» Activity
Every line in the entries where "Validation" is found should be copied.

» Data listing
'''
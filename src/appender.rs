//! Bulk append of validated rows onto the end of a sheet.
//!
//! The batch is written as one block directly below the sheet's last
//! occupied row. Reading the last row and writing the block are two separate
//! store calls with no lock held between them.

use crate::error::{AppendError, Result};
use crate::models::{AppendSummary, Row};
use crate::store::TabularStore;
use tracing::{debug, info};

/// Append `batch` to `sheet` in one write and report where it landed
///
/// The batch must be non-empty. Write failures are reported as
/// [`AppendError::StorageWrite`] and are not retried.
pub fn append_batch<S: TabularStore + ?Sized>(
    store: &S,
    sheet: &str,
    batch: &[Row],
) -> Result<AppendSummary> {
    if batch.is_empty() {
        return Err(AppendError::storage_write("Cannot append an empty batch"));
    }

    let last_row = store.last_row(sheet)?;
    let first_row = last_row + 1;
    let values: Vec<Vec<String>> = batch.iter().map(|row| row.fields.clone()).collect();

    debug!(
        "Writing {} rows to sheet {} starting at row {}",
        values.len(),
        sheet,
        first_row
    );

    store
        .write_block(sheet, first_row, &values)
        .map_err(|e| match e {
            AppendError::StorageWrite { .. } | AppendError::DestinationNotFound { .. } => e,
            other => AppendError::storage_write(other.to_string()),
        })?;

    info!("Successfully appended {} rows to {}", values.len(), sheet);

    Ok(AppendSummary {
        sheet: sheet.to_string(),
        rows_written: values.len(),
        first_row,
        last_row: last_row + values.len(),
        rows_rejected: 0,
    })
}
'''
'''
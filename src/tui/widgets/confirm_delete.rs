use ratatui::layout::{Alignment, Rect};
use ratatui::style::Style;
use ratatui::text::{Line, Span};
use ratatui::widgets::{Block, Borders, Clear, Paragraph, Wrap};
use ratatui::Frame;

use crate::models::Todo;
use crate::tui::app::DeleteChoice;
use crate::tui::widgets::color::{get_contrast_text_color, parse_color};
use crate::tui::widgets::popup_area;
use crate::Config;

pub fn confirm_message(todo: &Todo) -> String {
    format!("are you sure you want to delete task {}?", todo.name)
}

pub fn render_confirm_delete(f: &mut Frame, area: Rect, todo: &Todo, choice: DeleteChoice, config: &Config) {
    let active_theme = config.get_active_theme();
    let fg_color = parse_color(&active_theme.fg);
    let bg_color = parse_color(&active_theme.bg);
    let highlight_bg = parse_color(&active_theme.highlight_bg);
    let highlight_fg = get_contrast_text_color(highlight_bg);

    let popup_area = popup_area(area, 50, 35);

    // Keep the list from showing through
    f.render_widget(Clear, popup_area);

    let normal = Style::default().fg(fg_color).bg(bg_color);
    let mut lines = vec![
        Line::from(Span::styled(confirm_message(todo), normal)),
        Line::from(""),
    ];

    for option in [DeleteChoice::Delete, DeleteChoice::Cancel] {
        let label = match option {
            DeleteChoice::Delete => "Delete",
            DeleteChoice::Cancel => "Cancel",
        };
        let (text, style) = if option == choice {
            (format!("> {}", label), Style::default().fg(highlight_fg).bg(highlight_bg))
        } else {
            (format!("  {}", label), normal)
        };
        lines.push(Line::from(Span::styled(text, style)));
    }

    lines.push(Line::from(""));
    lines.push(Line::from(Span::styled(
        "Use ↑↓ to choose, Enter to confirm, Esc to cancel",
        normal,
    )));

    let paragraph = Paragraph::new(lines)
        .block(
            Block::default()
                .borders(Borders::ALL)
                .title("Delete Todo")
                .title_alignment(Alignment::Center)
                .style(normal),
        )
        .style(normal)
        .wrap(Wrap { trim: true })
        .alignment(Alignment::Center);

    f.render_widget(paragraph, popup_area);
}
'''
'''
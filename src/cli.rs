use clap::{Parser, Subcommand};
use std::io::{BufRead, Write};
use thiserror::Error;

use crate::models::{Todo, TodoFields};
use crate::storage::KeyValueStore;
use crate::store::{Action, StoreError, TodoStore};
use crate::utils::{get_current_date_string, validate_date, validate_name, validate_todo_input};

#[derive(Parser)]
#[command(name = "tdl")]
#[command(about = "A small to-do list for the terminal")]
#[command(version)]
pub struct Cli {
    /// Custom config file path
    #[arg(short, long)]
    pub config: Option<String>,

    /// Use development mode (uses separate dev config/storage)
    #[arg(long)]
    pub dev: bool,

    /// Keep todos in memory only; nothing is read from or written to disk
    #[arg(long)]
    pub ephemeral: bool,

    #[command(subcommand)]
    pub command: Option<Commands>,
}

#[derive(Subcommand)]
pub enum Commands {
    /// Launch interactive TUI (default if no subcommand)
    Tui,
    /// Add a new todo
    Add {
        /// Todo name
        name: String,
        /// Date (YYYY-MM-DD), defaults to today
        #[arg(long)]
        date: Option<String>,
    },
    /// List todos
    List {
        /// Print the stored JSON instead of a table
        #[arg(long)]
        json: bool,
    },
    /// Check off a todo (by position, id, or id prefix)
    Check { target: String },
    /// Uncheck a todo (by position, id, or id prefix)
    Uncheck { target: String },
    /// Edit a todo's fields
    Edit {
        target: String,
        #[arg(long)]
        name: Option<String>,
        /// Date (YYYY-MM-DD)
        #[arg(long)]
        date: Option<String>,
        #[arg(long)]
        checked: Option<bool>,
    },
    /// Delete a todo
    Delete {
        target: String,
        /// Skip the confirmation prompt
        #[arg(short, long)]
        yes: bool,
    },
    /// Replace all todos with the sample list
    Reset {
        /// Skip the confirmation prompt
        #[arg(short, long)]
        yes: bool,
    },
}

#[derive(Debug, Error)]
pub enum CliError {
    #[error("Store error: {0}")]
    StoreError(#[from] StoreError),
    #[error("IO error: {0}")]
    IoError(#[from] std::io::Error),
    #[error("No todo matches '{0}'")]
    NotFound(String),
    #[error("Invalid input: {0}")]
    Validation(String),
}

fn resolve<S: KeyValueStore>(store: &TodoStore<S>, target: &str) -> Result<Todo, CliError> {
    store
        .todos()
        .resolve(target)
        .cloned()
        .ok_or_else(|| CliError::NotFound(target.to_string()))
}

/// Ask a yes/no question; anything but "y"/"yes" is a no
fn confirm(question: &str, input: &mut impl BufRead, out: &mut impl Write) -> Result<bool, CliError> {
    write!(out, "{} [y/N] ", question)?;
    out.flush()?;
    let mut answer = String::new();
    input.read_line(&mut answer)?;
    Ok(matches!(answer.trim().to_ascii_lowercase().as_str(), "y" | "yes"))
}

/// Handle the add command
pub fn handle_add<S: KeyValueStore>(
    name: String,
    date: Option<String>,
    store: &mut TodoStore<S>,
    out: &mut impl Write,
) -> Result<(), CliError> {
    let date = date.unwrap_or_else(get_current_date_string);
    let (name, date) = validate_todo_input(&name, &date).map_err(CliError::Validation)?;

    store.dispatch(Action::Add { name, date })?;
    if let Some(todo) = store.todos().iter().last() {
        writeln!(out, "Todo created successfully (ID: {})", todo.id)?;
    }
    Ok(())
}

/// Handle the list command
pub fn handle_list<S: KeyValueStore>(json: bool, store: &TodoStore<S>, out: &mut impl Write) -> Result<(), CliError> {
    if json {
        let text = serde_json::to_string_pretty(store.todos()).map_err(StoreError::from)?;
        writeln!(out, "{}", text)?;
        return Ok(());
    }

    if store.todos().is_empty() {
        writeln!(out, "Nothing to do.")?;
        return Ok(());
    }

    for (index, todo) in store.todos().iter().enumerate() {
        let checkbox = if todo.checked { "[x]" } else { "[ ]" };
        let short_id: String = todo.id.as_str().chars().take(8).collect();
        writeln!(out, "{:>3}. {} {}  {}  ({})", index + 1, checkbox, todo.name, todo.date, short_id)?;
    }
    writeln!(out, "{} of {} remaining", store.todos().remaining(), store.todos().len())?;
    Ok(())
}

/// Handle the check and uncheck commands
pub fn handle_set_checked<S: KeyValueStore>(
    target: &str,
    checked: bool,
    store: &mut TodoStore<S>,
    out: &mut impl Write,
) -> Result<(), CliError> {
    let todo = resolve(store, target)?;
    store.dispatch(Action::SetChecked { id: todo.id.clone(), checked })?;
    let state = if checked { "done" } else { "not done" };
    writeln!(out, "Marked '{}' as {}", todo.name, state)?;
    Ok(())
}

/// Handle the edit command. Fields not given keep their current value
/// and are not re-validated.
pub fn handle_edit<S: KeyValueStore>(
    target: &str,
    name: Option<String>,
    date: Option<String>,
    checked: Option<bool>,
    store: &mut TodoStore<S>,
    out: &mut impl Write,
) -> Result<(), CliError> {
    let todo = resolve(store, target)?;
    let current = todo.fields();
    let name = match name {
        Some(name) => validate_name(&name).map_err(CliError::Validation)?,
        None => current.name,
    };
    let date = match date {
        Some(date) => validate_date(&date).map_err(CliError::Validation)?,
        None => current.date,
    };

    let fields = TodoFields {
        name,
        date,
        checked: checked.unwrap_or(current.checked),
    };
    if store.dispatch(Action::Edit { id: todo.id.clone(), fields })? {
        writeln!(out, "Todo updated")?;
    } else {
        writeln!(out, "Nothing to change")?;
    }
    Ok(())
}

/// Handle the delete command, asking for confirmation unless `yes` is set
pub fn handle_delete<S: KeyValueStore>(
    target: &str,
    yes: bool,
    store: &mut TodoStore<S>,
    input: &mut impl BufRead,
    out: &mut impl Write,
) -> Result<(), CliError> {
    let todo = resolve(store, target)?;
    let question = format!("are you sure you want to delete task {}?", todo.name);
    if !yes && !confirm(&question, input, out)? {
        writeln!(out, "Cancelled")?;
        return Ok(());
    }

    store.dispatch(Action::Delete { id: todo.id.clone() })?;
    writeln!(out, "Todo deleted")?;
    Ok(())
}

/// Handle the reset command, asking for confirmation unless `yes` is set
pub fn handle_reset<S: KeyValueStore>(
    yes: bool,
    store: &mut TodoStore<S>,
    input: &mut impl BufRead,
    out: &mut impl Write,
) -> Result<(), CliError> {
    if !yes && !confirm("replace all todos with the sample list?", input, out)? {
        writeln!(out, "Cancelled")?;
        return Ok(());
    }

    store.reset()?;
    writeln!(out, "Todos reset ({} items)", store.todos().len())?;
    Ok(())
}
'''
» Answer to this exercise
    Validation(String),
    let (name, date) = validate_todo_input(&name, &date).map_err(CliError::Validation)?;
        Some(name) => validate_name(&name).map_err(CliError::Validation)?,
        Some(date) => validate_date(&date).map_err(CliError::Validation)?,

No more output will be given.